42nd King George VI and Queen Elizabeth Stakes
- Location: Ascot Racecourse
- Date: 25 July 1992
- Winning horse: St Jovite (USA)
- Jockey: Stephen Craine
- Trainer: Jim Bolger (IRE)
- Owner: Virginia Kraft Payson

= 1992 King George VI and Queen Elizabeth Stakes =

The 1992 King George VI and Queen Elizabeth Stakes was a horse race held at Ascot Racecourse on Saturday 25 July 1992. It was the 42nd running of the King George VI and Queen Elizabeth Stakes.

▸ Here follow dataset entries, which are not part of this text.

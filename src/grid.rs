use crate::block::{Block, Portal, PortalLink, Wall};
use crate::direction::Compass;
use macroquad::math::Vec2;

/// Rotate a vector by an angle in degrees. Positive angles rotate
/// UP -> RIGHT -> DOWN -> LEFT in screen coordinates (y grows downward);
/// actor turning, ray fanning and portal rotation all share this handedness.
pub fn rotate_deg(v: Vec2, degrees: f32) -> Vec2 {
    Vec2::from_angle(degrees.to_radians()).rotate(v)
}

/// Angle of a vector in degrees, normalized into [0, 360).
pub fn vec_angle(v: Vec2) -> f32 {
    v.y.atan2(v.x).to_degrees().rem_euclid(360.0)
}

/// Split an absolute position into the cell it is in and the fractional
/// offset within that cell, each component in [0, 1).
pub fn split_position(position: Vec2, square_size: f32) -> ((i32, i32), Vec2) {
    let scaled_x = position.x / square_size;
    let scaled_y = position.y / square_size;
    let cell_x = scaled_x.floor();
    let cell_y = scaled_y.floor();
    (
        (cell_x as i32, cell_y as i32),
        Vec2::new(scaled_x - cell_x, scaled_y - cell_y),
    )
}

/// Closest side of a cell given a fractional offset inside it.
/// Ties resolve in the order UP, DOWN, LEFT, RIGHT.
pub fn get_closest_side(frac: Vec2) -> Compass {
    let candidates = [
        (frac.y, Compass::UP),
        (1.0 - frac.y, Compass::DOWN),
        (frac.x, Compass::LEFT),
        (1.0 - frac.x, Compass::RIGHT),
    ];
    let mut best = candidates[0];
    for candidate in &candidates[1..] {
        if candidate.0 < best.0 {
            best = *candidate;
        }
    }
    best.1
}

/// Which side of a cell a ray with the given heading entered through.
/// The heading must be nonzero.
pub fn get_enter_side(frac: Vec2, direction: Vec2) -> Compass {
    debug_assert!(direction != Vec2::ZERO, "enter side requires a nonzero heading");
    let closest = get_closest_side(frac);
    let angle = vec_angle(direction);
    // the angle windows correct cases where the nearest side is behind the ray
    match closest {
        Compass::UP => {
            if angle <= 180.0 {
                closest
            } else if angle <= 270.0 {
                Compass::RIGHT
            } else {
                Compass::LEFT
            }
        }
        Compass::RIGHT => {
            if (90.0..=270.0).contains(&angle) {
                closest
            } else if angle < 90.0 {
                Compass::UP
            } else {
                Compass::DOWN
            }
        }
        Compass::DOWN => {
            if angle >= 180.0 {
                closest
            } else if angle >= 90.0 {
                Compass::RIGHT
            } else {
                Compass::LEFT
            }
        }
        _ => {
            if angle <= 90.0 || angle >= 270.0 {
                closest
            } else if angle <= 180.0 {
                Compass::UP
            } else {
                Compass::DOWN
            }
        }
    }
}

/// One map cell.
#[derive(Clone, Debug, Default)]
pub struct Cell {
    pub block: Block,
}

static OUT_OF_BOUNDS: Block = Block::Wall(Wall::Border);

/// Two-dimensional cell map of a level layout in squares.
#[derive(Clone, Debug)]
pub struct CellMap {
    pub columns: i32,
    pub rows: i32,
    /// Side length of one cell in world units.
    pub square_size: f32,
    cells: Vec<Cell>,
    /// Incremented on every cell change so callers can recast only when
    /// the layout actually changed.
    revision: u64,
}

impl CellMap {
    /// Create a map with all cells empty.
    pub fn new(columns: i32, rows: i32, square_size: f32) -> Self {
        CellMap {
            columns,
            rows,
            square_size,
            cells: vec![Cell::default(); (columns * rows) as usize],
            revision: 0,
        }
    }

    /// Create a map with normal walls at the given cells.
    pub fn with_walls(columns: i32, rows: i32, square_size: f32, walls: &[(i32, i32)]) -> Self {
        let mut map = Self::new(columns, rows, square_size);
        for &(x, y) in walls {
            map.set_block(x, y, Block::Wall(Wall::Normal));
        }
        map
    }

    /// Map width in world units.
    pub fn width(&self) -> f32 {
        self.columns as f32 * self.square_size
    }

    /// Map height in world units.
    pub fn height(&self) -> f32 {
        self.rows as f32 * self.square_size
    }

    pub fn revision(&self) -> u64 {
        self.revision
    }

    fn in_range(&self, x: i32, y: i32) -> bool {
        x >= 0 && x < self.columns && y >= 0 && y < self.rows
    }

    fn cell_index(&self, x: i32, y: i32) -> usize {
        (y * self.columns + x) as usize
    }

    /// Block at the given cell. Out-of-range coordinates read as a border
    /// wall, so callers past the map edge always see something solid.
    pub fn block_at(&self, x: i32, y: i32) -> &Block {
        if !self.in_range(x, y) {
            return &OUT_OF_BOUNDS;
        }
        &self.cells[self.cell_index(x, y)].block
    }

    /// Write a cell without any link bookkeeping.
    fn set_raw(&mut self, x: i32, y: i32, block: Block) {
        if !self.in_range(x, y) {
            return;
        }
        let index = self.cell_index(x, y);
        if self.cells[index].block != block {
            self.cells[index].block = block;
            self.revision += 1;
        }
    }

    /// Replace a cell's block. Replacing a portal with anything that is not
    /// a portal first unlinks all of its reciprocal sides.
    pub fn set_block(&mut self, x: i32, y: i32, block: Block) {
        if !matches!(block, Block::Portal(_)) {
            if let Block::Portal(portal) = self.block_at(x, y) {
                let links: Vec<(Compass, PortalLink)> = Compass::CARDINALS
                    .into_iter()
                    .filter_map(|side| portal.link(side).map(|link| (side, link)))
                    .collect();
                for (side, link) in links {
                    self.unlink_sides((x, y), side, link.cell, link.side);
                }
            }
        }
        self.set_raw(x, y, block);
    }

    /// Clear all cells back to empty.
    pub fn clear(&mut self) {
        for y in 0..self.rows {
            for x in 0..self.columns {
                self.set_block(x, y, Block::Empty);
            }
        }
    }

    fn portal_at(&self, cell: (i32, i32)) -> Option<Portal> {
        match self.block_at(cell.0, cell.1) {
            Block::Portal(portal) => Some(portal.clone()),
            _ => None,
        }
    }

    /// Link two cell sides together for portal mechanics, promoting either
    /// cell to a portal if needed. Linking two sides of the same cell is
    /// allowed.
    pub fn link_sides(
        &mut self,
        first: (i32, i32),
        first_side: Compass,
        second: (i32, i32),
        second_side: Compass,
    ) {
        if first == second {
            let mut portal = self.portal_at(first).unwrap_or_default();
            portal.set_link(
                first_side,
                Some(PortalLink {
                    cell: first,
                    side: second_side,
                }),
            );
            portal.set_link(
                second_side,
                Some(PortalLink {
                    cell: first,
                    side: first_side,
                }),
            );
            self.set_block(first.0, first.1, Block::Portal(portal));
        } else {
            let mut first_portal = self.portal_at(first).unwrap_or_default();
            let mut second_portal = self.portal_at(second).unwrap_or_default();
            first_portal.set_link(
                first_side,
                Some(PortalLink {
                    cell: second,
                    side: second_side,
                }),
            );
            second_portal.set_link(
                second_side,
                Some(PortalLink {
                    cell: first,
                    side: first_side,
                }),
            );
            self.set_block(first.0, first.1, Block::Portal(first_portal));
            self.set_block(second.0, second.1, Block::Portal(second_portal));
        }
    }

    /// Unlink two previously linked cell sides. A portal left with no links
    /// demotes back to an empty cell.
    pub fn unlink_sides(
        &mut self,
        first: (i32, i32),
        first_side: Compass,
        second: (i32, i32),
        second_side: Compass,
    ) {
        if first == second {
            let Some(mut portal) = self.portal_at(first) else {
                return;
            };
            portal.set_link(first_side, None);
            portal.set_link(second_side, None);
            let block = if portal.has_links() {
                Block::Portal(portal)
            } else {
                Block::Empty
            };
            self.set_raw(first.0, first.1, block);
        } else {
            let (Some(mut first_portal), Some(mut second_portal)) =
                (self.portal_at(first), self.portal_at(second))
            else {
                return;
            };
            first_portal.set_link(first_side, None);
            second_portal.set_link(second_side, None);
            let first_block = if first_portal.has_links() {
                Block::Portal(first_portal)
            } else {
                Block::Empty
            };
            let second_block = if second_portal.has_links() {
                Block::Portal(second_portal)
            } else {
                Block::Empty
            };
            self.set_raw(first.0, first.1, first_block);
            self.set_raw(second.0, second.1, second_block);
        }
    }

    /// Teleport a position and heading through the portal whose boundary the
    /// position is at, accounting for the rotation between the linked sides.
    /// Returns the inputs unchanged when the closest side holds no link.
    pub fn portal_transform(&self, position: Vec2, direction: Vec2) -> (Vec2, Vec2) {
        let (cell, mut frac) = split_position(position, self.square_size);
        let block = self.block_at(cell.0, cell.1);
        debug_assert!(
            matches!(block, Block::Portal(_)),
            "portal transform requires a portal cell"
        );
        let Block::Portal(portal) = block else {
            return (position, direction);
        };
        let enter_side = get_closest_side(frac);
        let Some(link) = portal.link(enter_side) else {
            return (position, direction);
        };

        // base teleport out of the same face: mirror across the entry axis
        if enter_side.intersects(Compass::UP | Compass::DOWN) {
            frac.x = 1.0 - frac.x;
        }
        if enter_side.intersects(Compass::LEFT | Compass::RIGHT) {
            frac.y = 1.0 - frac.y;
        }
        let mut heading = rotate_deg(direction, 180.0);

        // rotate heading and in-cell offset by the side difference
        let rotations = link.side.difference(enter_side);
        heading = rotate_deg(heading, 90.0 * rotations as f32);
        frac = match rotations {
            0 => frac,
            1 => Vec2::new(1.0 - frac.y, frac.x),
            2 => Vec2::new(1.0 - frac.x, 1.0 - frac.y),
            _ => Vec2::new(frac.y, 1.0 - frac.x),
        };

        let position = Vec2::new(
            (link.cell.0 as f32 + frac.x) * self.square_size,
            (link.cell.1 as f32 + frac.y) * self.square_size,
        );
        (position, heading)
    }

    /// Strict interior test in world units.
    pub fn in_bounds(&self, position: Vec2) -> bool {
        position.x > 0.0
            && position.x < self.width()
            && position.y > 0.0
            && position.y < self.height()
    }
}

The winner was Virginia Kraft Payson's St Jovite, a three-year-old bay colt trained in Ireland by Jim Bolger and ridden by Stephen Craine. St Jovite's victory gave his owner, trainer and jockey their first win in the race and was the first for a horse trained in Ireland since The Minstrel in 1977.

==The race==
The race attracted a field of eight runners: seven from the United Kingdom and one from Ireland. There were no challengers from continental Europe. The Irish-trained contender was St Jovite, who had finished second in the Epsom Derby before winning the Irish Derby by twelve lengths in record time. Michael Stoute's Newmarket stable sent three runners: the Coronation Cup winner Saddler's Hall, the Brigadier Gerard Stakes winner Opera House and the five-year-old Rock Hopper, twice winner of the Hardwicke Stakes and runner-up to Generous in the 1991 King George. The other contenders were Silver Wisp (third in the Epsom Derby), Jeune (Predominate Stakes, later to win the Melbourne Cup), Sapience (Ebor Handicap, Princess of Wales's Stakes, Jockey Club Stakes) and Terimon (1991 International Stakes). St Jovite headed the betting at odds of 4/5 ahead of Saddler's Hall (7/2), Silver Wisp (8/1) and Jeune (10/1).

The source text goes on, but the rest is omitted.